* Instructions for the task *
Pull every line containing the word "expected" from the records.

*** Records for processing Section Begins ***

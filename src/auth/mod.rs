use crate::state::AppState;
use axum::Router;

pub(crate) mod claims;
mod dto;
pub(crate) mod extractors;
pub mod handlers;
pub mod jwt;
pub mod password;
pub mod repo;
pub mod repo_types;

pub fn router() -> Router<AppState> {
    handlers::auth_routes()
}
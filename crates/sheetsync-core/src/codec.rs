//! Snapshot codec
//!
//! Converts between typed records and the raw [`Grid`] representation used by
//! the remote store, and computes the content hash used for echo suppression.
//!
//! ## Canonical form
//!
//! [`hash`] digests a versioned serialization so hashes are reproducible across
//! runs and builds:
//!
//! ```text
//! sheetsync.grid.v1\n
//! {cell_count}[ {byte_len}:{bytes}]*\n      (one line per row)
//! ```
//!
//! The grid is trimmed first (trailing empty cells and trailing empty rows),
//! which is the shape the remote store reports back after a write. An export
//! and its echo therefore hash identically.

use sha2::{Digest, Sha256};
use tracing::debug;

use crate::domain::{CellValue, ContentHash, DomainError, Grid, RowReader, SheetName, SheetRecord};

/// Version tag written at the start of the canonical serialization
pub const CANONICAL_TAG: &str = "sheetsync.grid.v1";

/// Renders a number with the fixed, locale-free cell format
///
/// Integral values print without a fractional part (`100`), other finite
/// values use the shortest decimal form that round-trips (`0.1`, `-2.5`).
/// Negative zero prints as `0`. Non-finite values print as `NaN`, `inf` and
/// `-inf`.
pub fn format_number(n: f64) -> String {
    if n == 0.0 {
        // Covers -0.0
        return "0".to_string();
    }
    // f64's Display never uses exponent notation and omits ".0"
    format!("{n}")
}

/// Converts records to grids and back
#[derive(Debug, Clone, Copy, PartialEq, Eq)]
pub struct SnapshotCodec {
    with_header: bool,
}

impl Default for SnapshotCodec {
    fn default() -> Self {
        Self { with_header: true }
    }
}

impl SnapshotCodec {
    /// Creates a codec; `with_header` controls whether the first row is a header
    pub fn new(with_header: bool) -> Self {
        Self { with_header }
    }

    /// Returns true if grids carry a header row
    pub fn with_header(&self) -> bool {
        self.with_header
    }

    /// Encodes records into a grid
    ///
    /// Rows follow the input order. The header row comes first when the codec
    /// is configured with one.
    pub fn encode<R: SheetRecord>(&self, records: &[R]) -> Grid {
        let mut rows: Vec<Vec<String>> =
            Vec::with_capacity(records.len() + usize::from(self.with_header));
        if self.with_header {
            rows.push(R::HEADER.iter().map(|h| (*h).to_string()).collect());
        }
        rows.extend(records.iter().map(|record| {
            record
                .to_cells()
                .into_iter()
                .map(CellValue::into_text)
                .collect::<Vec<_>>()
        }));
        Grid::new(rows)
    }

    /// Decodes a grid into records
    ///
    /// Short rows are padded with empty cells, cells beyond the header width
    /// are ignored and rows with no content are skipped. Decoding is
    /// all-or-nothing: the first bad cell fails the whole grid.
    ///
    /// # Arguments
    /// * `sheet` - Sheet the grid came from (used in error messages)
    /// * `grid` - Raw grid as fetched from the remote store
    ///
    /// # Errors
    /// - `DomainError::SchemaMismatch` if the header row differs from `R::HEADER`
    /// - `DomainError::InvalidCell` if a cell cannot be converted
    pub fn decode<R: SheetRecord>(
        &self,
        sheet: &SheetName,
        grid: &Grid,
    ) -> Result<Vec<R>, DomainError> {
        let rows = grid.rows();
        if rows.is_empty() {
            return Ok(Vec::new());
        }

        let body_start = if self.with_header {
            check_header::<R>(sheet, &rows[0])?;
            1
        } else {
            0
        };

        let width = R::HEADER.len();
        let mut records = Vec::with_capacity(rows.len() - body_start);
        for (idx, row) in rows.iter().enumerate().skip(body_start) {
            if row.iter().all(|cell| cell.is_empty()) {
                continue;
            }
            let mut cells: Vec<String> = row.iter().take(width).cloned().collect();
            cells.resize(width, String::new());
            records.push(R::from_row(&RowReader::new(R::HEADER, &cells, idx + 1))?);
        }

        debug!(sheet = %sheet, records = records.len(), "Decoded grid");
        Ok(records)
    }
}

fn check_header<R: SheetRecord>(sheet: &SheetName, row: &[String]) -> Result<(), DomainError> {
    let mut found: Vec<String> = row.iter().map(|c| c.trim().to_string()).collect();
    while found.last().is_some_and(String::is_empty) {
        found.pop();
    }

    let matches = found.len() >= R::HEADER.len()
        && R::HEADER
            .iter()
            .zip(found.iter())
            .all(|(expected, got)| *expected == got.as_str());

    if matches {
        Ok(())
    } else {
        Err(DomainError::SchemaMismatch {
            sheet: sheet.to_string(),
            expected: R::HEADER.iter().map(|h| (*h).to_string()).collect(),
            found,
        })
    }
}

/// Encodes records with the default codec (header row included)
pub fn encode<R: SheetRecord>(records: &[R]) -> Grid {
    SnapshotCodec::default().encode(records)
}

/// Decodes a grid with the default codec (header row expected)
///
/// # Errors
/// See [`SnapshotCodec::decode`]
pub fn decode<R: SheetRecord>(sheet: &SheetName, grid: &Grid) -> Result<Vec<R>, DomainError> {
    SnapshotCodec::default().decode(sheet, grid)
}

/// Computes the content hash of a grid's canonical serialization
pub fn hash(grid: &Grid) -> ContentHash {
    let trimmed = grid.trimmed();
    let mut hasher = Sha256::new();

    hasher.update(CANONICAL_TAG.as_bytes());
    hasher.update(b"\n");
    for row in trimmed.rows() {
        hasher.update(row.len().to_string().as_bytes());
        for cell in row {
            hasher.update(format!(" {}:", cell.len()).as_bytes());
            hasher.update(cell.as_bytes());
        }
        hasher.update(b"\n");
    }

    ContentHash::from_digest(&hasher.finalize())
}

*** Records for processing Section Ends ***

* Solution for this exercise *
            .all(|(expected, got)| *expected == got.as_str());
            expected: R::HEADER.iter().map(|h| (*h).to_string()).collect(),
/// Decodes a grid with the default codec (header row expected)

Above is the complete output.